Thursday, May 4, 2017

Journey of The White Bear #7: A new hobby learned in an old trailer park


Old School BMX freestylers know the name "2-Hip" well, but many forget it started with a two man trick team in San Francisco.  Ron Wilkerson and Rich Avella, in a TV clip from 1984, the year BMX freestyle became its own sport.

 Life Lesson: Everybody needs an outlet

As my family moved from town to town as I grew up, when things got tough at home, I headed to the woods to get away.  In New Mexico, I headed to the edge of the desert.  Then in Boise, Idaho, in high school, we moved to a trailer park outside of town.  Technically, the area around Boise isn't true desert, it's steppe, but we called it desert.  Waste high sagebrush stretched for miles.  I started wandering and exploring on foot, and then on my BMX bike.  It was a Sentinal Exploder GX, basically a "Kmart special" bike I bought from a friend in New Mexico for $5 right before we moved.
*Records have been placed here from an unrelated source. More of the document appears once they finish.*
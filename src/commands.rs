use std::sync::atomic::AtomicBool;
use std::sync::Arc;

use serde::{Deserialize, Deserializer, Serialize};
use serde_json::Value;
use tracing::warn;

use crate::engine::ProgressObserver;
use crate::errors::AppError;
use crate::model::ResultSet;
use crate::AppState;

const GEOCODE_FAILURE_COPY: &str = "Could not obtain location coordinates.";

/// Fields posted by the search form.
#[derive(Debug, Clone, Default, Deserialize)]
pub struct SearchInput {
    #[serde(default)]
    pub district: String,
    #[serde(default)]
    pub city: String,
    #[serde(default, alias = "company_type")]
    pub category: String,
    #[serde(default, alias = "result_limit", deserialize_with = "loose_integer")]
    pub result_cap: Option<i64>,
}

/// Form posts carry numbers as strings; accept either, truncating fractions.
/// Blank or non-numeric values fall back to the configured default.
fn loose_integer<'de, D>(deserializer: D) -> Result<Option<i64>, D::Error>
where
    D: Deserializer<'de>,
{
    let value = Option::<Value>::deserialize(deserializer)?;
    Ok(match value {
        Some(Value::Number(raw)) => raw.as_i64().or_else(|| raw.as_f64().map(|v| v as i64)),
        Some(Value::String(raw)) => {
            let raw = raw.trim();
            raw.parse::<i64>()
                .ok()
                .or_else(|| raw.parse::<f64>().ok().filter(|v| v.is_finite()).map(|v| v as i64))
        }
        _ => None,
    })
}

#[derive(Debug, Serialize)]
#[serde(untagged)]
pub enum SearchPayload {
    Success {
        success: bool,
        count: usize,
        data: ResultSet,
    },
    Failure {
        success: bool,
        error: String,
    },
}

impl SearchPayload {
    pub fn success(data: ResultSet) -> Self {
        SearchPayload::Success {
            success: true,
            count: data.len(),
            data,
        }
    }

    pub fn failure(error: impl Into<String>) -> Self {
        SearchPayload::Failure {
            success: false,
            error: error.into(),
        }
    }

    pub fn is_success(&self) -> bool {
        matches!(self, SearchPayload::Success { .. })
    }
}

impl From<&AppError> for SearchPayload {
    fn from(err: &AppError) -> Self {
        match err {
            AppError::GeoResolutionFailed { .. } => SearchPayload::failure(GEOCODE_FAILURE_COPY),
            other => SearchPayload::failure(other.to_string()),
        }
    }
}

/// Single search invocation consumed by the presentation layer.
pub async fn scrape_places(
    state: &AppState,
    input: SearchInput,
    observer: Option<ProgressObserver>,
    cancel_flag: Option<Arc<AtomicBool>>,
) -> SearchPayload {
    match state.search(input, observer, cancel_flag).await {
        Ok(outcome) => SearchPayload::success(outcome.records),
        Err(err) => {
            warn!(?err, terminal = err.is_terminal(), "search rejected");
            SearchPayload::from(&err)
        }
    }
}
All the young guys in Blue Valley Mobile Home Park had crappy BMX bikes.  Every summer evening, as it cooled down outside, we gathered to play whiffle ball, basketball, football, or to ride our BMX bikes on the little jumps some motorcycle rider had built.  As the summer passed, we got more and more into BMX.  It was simple, we all tried to out ride and out jump each other.  We began to push each other day after day.  As our cheap bike parts broke, we mowed lawns or babysat to earn money to buy better bike parts.  Or we stole them.  It was the summer of 1982, and BMX became our thing. 
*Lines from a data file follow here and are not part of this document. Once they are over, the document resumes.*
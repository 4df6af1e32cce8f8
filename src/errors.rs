use thiserror::Error;

pub type AppResult<T> = Result<T, AppError>;

#[derive(Debug, Error)]
pub enum AppError {
    #[error("{0}")]
    InvalidInput(String),
    #[error("could not resolve location \"{location}\": {reason}")]
    GeoResolutionFailed { location: String, reason: String },
    #[error("places provider unavailable: {0}")]
    ProviderUnavailable(#[from] reqwest::Error),
    #[error("places {endpoint} returned status {status}")]
    ProviderQuotaOrStatusError {
        endpoint: &'static str,
        status: String,
    },
    #[error("details quota exhausted for place {place_id}")]
    ProviderQuotaOnDetails { place_id: String },
    #[error(transparent)]
    Json(#[from] serde_json::Error),
    #[error("{0}")]
    Config(String),
}

impl AppError {
    /// Errors that abort a whole search rather than a single cell or record.
    pub fn is_terminal(&self) -> bool {
        matches!(
            self,
            AppError::InvalidInput(_) | AppError::GeoResolutionFailed { .. } | AppError::Config(_)
        )
    }
}
use std::sync::atomic::{AtomicBool, Ordering};
use std::sync::Arc;

use anyhow::Result;
use clap::{Parser, Subcommand};
use tracing::{info, warn};

use maps_grid_scraper::categories::TOP_COMPANY_TYPES;
use maps_grid_scraper::{scrape_places, AppState, ProgressObserver, SearchInput, SearchProgress};

#[derive(Debug, Parser)]
#[command(name = "maps-grid-scraper", about = "Collect business listings for a city")]
struct Cli {
    #[command(subcommand)]
    command: Command,
}

#[derive(Debug, Subcommand)]
enum Command {
    /// Run a search and print the JSON payload.
    Search {
        #[arg(long)]
        city: String,
        #[arg(long)]
        category: String,
        #[arg(long, default_value = "")]
        district: String,
        /// Maximum number of records (clamped to MAX_RESULTS).
        #[arg(long)]
        limit: Option<i64>,
        #[arg(long)]
        pretty: bool,
    },
    /// List the suggested business categories.
    Categories,
    /// Print the effective configuration without secrets.
    Config,
}

#[tokio::main]
async fn main() -> Result<()> {
    let cli = Cli::parse();
    let state = AppState::initialize();

    match cli.command {
        Command::Search {
            city,
            category,
            district,
            limit,
            pretty,
        } => {
            let cancel_flag = Arc::new(AtomicBool::new(false));
            let signal_flag = Arc::clone(&cancel_flag);
            tokio::spawn(async move {
                if tokio::signal::ctrl_c().await.is_ok() {
                    warn!("interrupt received; finishing in-flight work");
                    signal_flag.store(true, Ordering::SeqCst);
                }
            });

            let observer: ProgressObserver = Arc::new(|progress: SearchProgress| {
                info!(
                    cells_completed = progress.cells_completed,
                    cells_total = progress.cells_total,
                    records_found = progress.records_found,
                    "progress"
                );
            });
            let input = SearchInput {
                district,
                city,
                category,
                result_cap: limit,
            };
            let payload = scrape_places(&state, input, Some(observer), Some(cancel_flag)).await;
            let rendered = if pretty {
                serde_json::to_string_pretty(&payload)?
            } else {
                serde_json::to_string(&payload)?
            };
            println!("{rendered}");
            if !payload.is_success() {
                std::process::exit(1);
            }
        }
        Command::Categories => {
            for category in TOP_COMPANY_TYPES {
                println!("{category}");
            }
        }
        Command::Config => {
            println!(
                "{}",
                serde_json::to_string_pretty(&state.config().public_profile())?
            );
        }
    }

    Ok(())
}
In addition to hitting our little 18" high jumps to flat and carving through berms in the evenings, I rode for miles on the Jeep trails, exploring the desert.  In the beginning it wasn't about being a great rider, it was just about getting away from drama and frustration at home, and burning off the energy of a teenager. 

But it quickly became something else.  We started buying BMX magazines and reading about the pro riders, far off in California.  We found the Boise BMX track and started racing.  BMX became our thing.  We practiced racing each other and we built our jumps bigger.  We also started to learn simple tricks from the magazines.  BMX trick riding and skatepark riding was in the magazines.  Then, the next summer, my parents bought a house in town.  By that time, BMX had become my thing.
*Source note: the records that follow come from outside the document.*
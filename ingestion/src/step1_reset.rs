use common::store::{StoreError, TripStore};
use log::info;

/// Deletes similarity pairs, trips, data sources and regions, in that order
pub(crate) fn reset<S: TripStore + ?Sized>(store: &mut S) -> Result<(), StoreError> {
    store.reset()?;
    info!(target: "ingestion", "Deleted data of the previous batch");

    Ok(())
}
In the spring of 1984, I heard about a show of an actual freestyle team in Boise.  I went to the show, met local freestylers Jay Bickel and Wayne Moore, and soon forgot all about racing.  I was graduating from high school, getting a summer job, and planning to go to college to become a wildlife biologist.  But I spent most of my free time practicing tricks on my BMX bike.  At that time, EVERYONE thought that was stupid.  That little bike wasn't going to take me anywhere.  But it felt right to me, so I kept riding and improving.  By the summer of 1984, I took Wayne's place on Idaho's first BMX trick team.  That changed the course of my entire life, and set the stage for all kinds of adventures to come. 

What started as an outlet for frustration turned into the thing that set the course for many years of my adult life.  I followed my dreams... and that has made all the difference.